**WHAT YOU NEED TO DO**
Read the lines below, and copy any that contain the string "PartialEq".

*** Opening of ENTRIES SUPPLIED ***

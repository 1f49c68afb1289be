//! Rate Automation
//!
//! Time-stamped playback-rate changes applied to a [`ReversibleSourceNode`]
//! while an [`OfflineContext`] renders. Negative rates play in reverse, so a
//! list of events describes a scrub through the track.
//!
//! ```json
//! { "events": [ { "at_secs": 1.5, "rate": -1.0 }, { "at_secs": 2.5, "rate": 0.5 } ] }
//! ```

use std::path::Path;

use serde::{Deserialize, Serialize};

use crate::engine::buffer::AudioBuffer;
use crate::engine::offline::OfflineContext;
use crate::error::{Result, RetrogradeError};
use crate::playback::ReversibleSourceNode;

/// Set the rate to `rate` once `at_secs` seconds have been rendered
#[derive(Debug, Clone, Copy, PartialEq, Serialize, Deserialize)]
pub struct RateEvent {
    pub at_secs: f64,
    pub rate: f32,
}

/// An ordered list of rate events
#[derive(Debug, Clone, Default, PartialEq, Serialize, Deserialize)]
pub struct RateAutomation {
    #[serde(default)]
    events: Vec<RateEvent>,
}

impl RateAutomation {
    /// Validate `events` and sort them by time (ties keep their order)
    pub fn new(mut events: Vec<RateEvent>) -> Result<Self> {
        for event in &events {
            if !event.at_secs.is_finite() || event.at_secs < 0.0 {
                return Err(RetrogradeError::InvalidParameter {
                    name: "at_secs",
                    reason: format!("event time must be non-negative, got {}", event.at_secs),
                });
            }
            if !event.rate.is_finite() {
                return Err(RetrogradeError::InvalidParameter {
                    name: "rate",
                    reason: format!("event rate must be finite, got {}", event.rate),
                });
            }
        }

        events.sort_by(|a, b| a.at_secs.total_cmp(&b.at_secs));
        Ok(Self { events })
    }

    pub fn from_json(json: &str) -> Result<Self> {
        let parsed: RateAutomation = serde_json::from_str(json)?;
        Self::new(parsed.events)
    }

    /// Load automation from a JSON file
    pub fn load(path: &Path) -> Result<Self> {
        let json = std::fs::read_to_string(path).map_err(|e| {
            if e.kind() == std::io::ErrorKind::NotFound {
                RetrogradeError::FileNotFound {
                    path: path.display().to_string(),
                    source: Some(e),
                }
            } else {
                RetrogradeError::Io(e)
            }
        })?;
        Self::from_json(&json)
    }

    pub fn events(&self) -> &[RateEvent] {
        &self.events
    }

    pub fn is_empty(&self) -> bool {
        self.events.is_empty()
    }

    /// Render `duration_secs` seconds from `context`, applying each event to
    /// `node` as its time is reached
    ///
    /// Event times are relative to the start of this render and take effect
    /// on the first render quantum boundary at or after them. Events at or
    /// beyond `duration_secs` are ignored. The node must already be started
    /// and connected.
    pub fn render(
        &self,
        context: &OfflineContext,
        node: &mut ReversibleSourceNode,
        duration_secs: f64,
    ) -> Result<AudioBuffer> {
        if !duration_secs.is_finite() || duration_secs <= 0.0 {
            return Err(RetrogradeError::InvalidParameter {
                name: "duration",
                reason: format!("must be a positive number of seconds, got {}", duration_secs),
            });
        }

        let config = context.config();
        let sample_rate = config.sample_rate as f64;
        let total = (duration_secs * sample_rate).round() as usize;
        let mut channels: Vec<Vec<f32>> = vec![Vec::with_capacity(total); config.channels];
        let mut rendered = 0;

        for event in &self.events {
            let at = (event.at_secs * sample_rate).round() as usize;
            if at >= total {
                break;
            }
            if at > rendered {
                rendered += append(&mut channels, context.render(at - rendered)?);
            }

            node.set_playback_rate(event.rate)?;
            tracing::debug!(
                at_secs = event.at_secs,
                rate = event.rate,
                direction = %node.direction(),
                "applied rate automation event"
            );
        }

        if rendered < total {
            append(&mut channels, context.render(total - rendered)?);
        }
        for channel in &mut channels {
            channel.truncate(total);
        }

        AudioBuffer::from_channels(channels, config.sample_rate)
    }
}

/// Append `block` to `channels`, returning the frames added
fn append(channels: &mut [Vec<f32>], block: AudioBuffer) -> usize {
    let frames = block.len();
    for (dst, src) in channels.iter_mut().zip(block.into_channels()) {
        dst.extend(src);
    }
    frames
}

#[cfg(test)]
mod tests {
    use super::*;
    use crate::engine::context::RenderContext;
    use crate::engine::offline::RenderConfig;
    use crate::playback::{Direction, PlaybackOptions};
    use approx::assert_abs_diff_eq;
    use pretty_assertions::assert_eq;

    fn timestamp_track() -> AudioBuffer {
        let samples = (0..1000).map(|i| i as f32 / 1000.0).collect();
        AudioBuffer::from_channels(vec![samples], 1000).unwrap()
    }

    #[test]
    fn test_events_are_sorted() {
        let automation = RateAutomation::from_json(
            r#"{"events": [{"at_secs": 2.0, "rate": 1.0}, {"at_secs": 0.5, "rate": -1.0}]}"#,
        )
        .unwrap();

        assert_eq!(
            automation.events(),
            &[
                RateEvent {
                    at_secs: 0.5,
                    rate: -1.0
                },
                RateEvent {
                    at_secs: 2.0,
                    rate: 1.0
                },
            ]
        );
    }

    #[test]
    fn test_rejects_bad_events() {
        let negative = RateEvent {
            at_secs: -1.0,
            rate: 1.0,
        };
        assert!(RateAutomation::new(vec![negative]).is_err());
        assert!(RateAutomation::from_json(r#"{"events": [{"at_secs": 1.0}]}"#).is_err());
        assert!(RateAutomation::from_json("{}").unwrap().is_empty());
    }

    #[test]
    fn test_load_missing_file() {
        let err = RateAutomation::load(Path::new("/nonexistent/automation.json")).unwrap_err();
        assert_eq!(err.error_code(), "FILE_NOT_FOUND");
    }

    #[test]
    fn test_load_from_file() {
        let dir = tempfile::tempdir().unwrap();
        let path = dir.path().join("scrub.json");
        std::fs::write(&path, r#"{"events": [{"at_secs": 0.25, "rate": -2.0}]}"#).unwrap();

        let automation = RateAutomation::load(&path).unwrap();
        assert_eq!(automation.events().len(), 1);
    }

    #[test]
    fn test_render_applies_reverse_event() {
        let ctx = OfflineContext::shared(RenderConfig::new(1000, 1)).unwrap();
        let mut node = ReversibleSourceNode::new(ctx.clone(), PlaybackOptions::default()).unwrap();
        node.connect(ctx.destination(), 0).unwrap();
        node.set_buffer(&timestamp_track()).unwrap();
        node.start().unwrap();

        let automation = RateAutomation::new(vec![RateEvent {
            at_secs: 0.256,
            rate: -1.0,
        }])
        .unwrap();
        let out = automation.render(&ctx, &mut node, 0.5).unwrap();

        assert_eq!(out.len(), 500);
        assert_eq!(node.direction(), Direction::Reverse);

        let samples = out.channel(0);
        assert_abs_diff_eq!(samples[255], 0.255, epsilon = 1e-6);
        // Reverse resumes one sample below the last forward sample
        assert_abs_diff_eq!(samples[256], 0.254, epsilon = 1e-4);
        assert!(samples[300] < samples[256]);
    }

    #[test]
    fn test_render_handles_events_in_one_quantum() {
        let ctx = OfflineContext::shared(RenderConfig::new(1000, 1)).unwrap();
        let mut node = ReversibleSourceNode::new(ctx.clone(), PlaybackOptions::default()).unwrap();
        node.connect(ctx.destination(), 0).unwrap();
        node.set_buffer(&timestamp_track()).unwrap();
        node.start().unwrap();

        // Both events land before the same quantum boundary
        let automation = RateAutomation::new(vec![
            RateEvent {
                at_secs: 0.3,
                rate: -1.0,
            },
            RateEvent {
                at_secs: 0.31,
                rate: 1.0,
            },
        ])
        .unwrap();
        let out = automation.render(&ctx, &mut node, 0.6).unwrap();

        assert_eq!(out.len(), 600);
        assert_eq!(node.direction(), Direction::Forward);
        assert!(!node.forward().has_completed());

        // Forward play carries on where it was
        let samples = out.channel(0);
        assert_abs_diff_eq!(samples[383], 0.383, epsilon = 1e-6);
        assert_abs_diff_eq!(samples[384], 0.383, epsilon = 1e-4);
        assert_abs_diff_eq!(samples[599], 0.598, epsilon = 1e-4);
    }

    #[test]
    fn test_render_rejects_zero_duration() {
        let ctx = OfflineContext::shared(RenderConfig::new(1000, 1)).unwrap();
        let mut node = ReversibleSourceNode::new(ctx.clone(), PlaybackOptions::default()).unwrap();
        assert!(RateAutomation::default().render(&ctx, &mut node, 0.0).is_err());
    }
}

*** Close of ENTRIES SUPPLIED ***

**EXERCISE SOLUTION**
#[derive(Debug, Clone, Copy, PartialEq, Serialize, Deserialize)]
#[derive(Debug, Clone, Default, PartialEq, Serialize, Deserialize)]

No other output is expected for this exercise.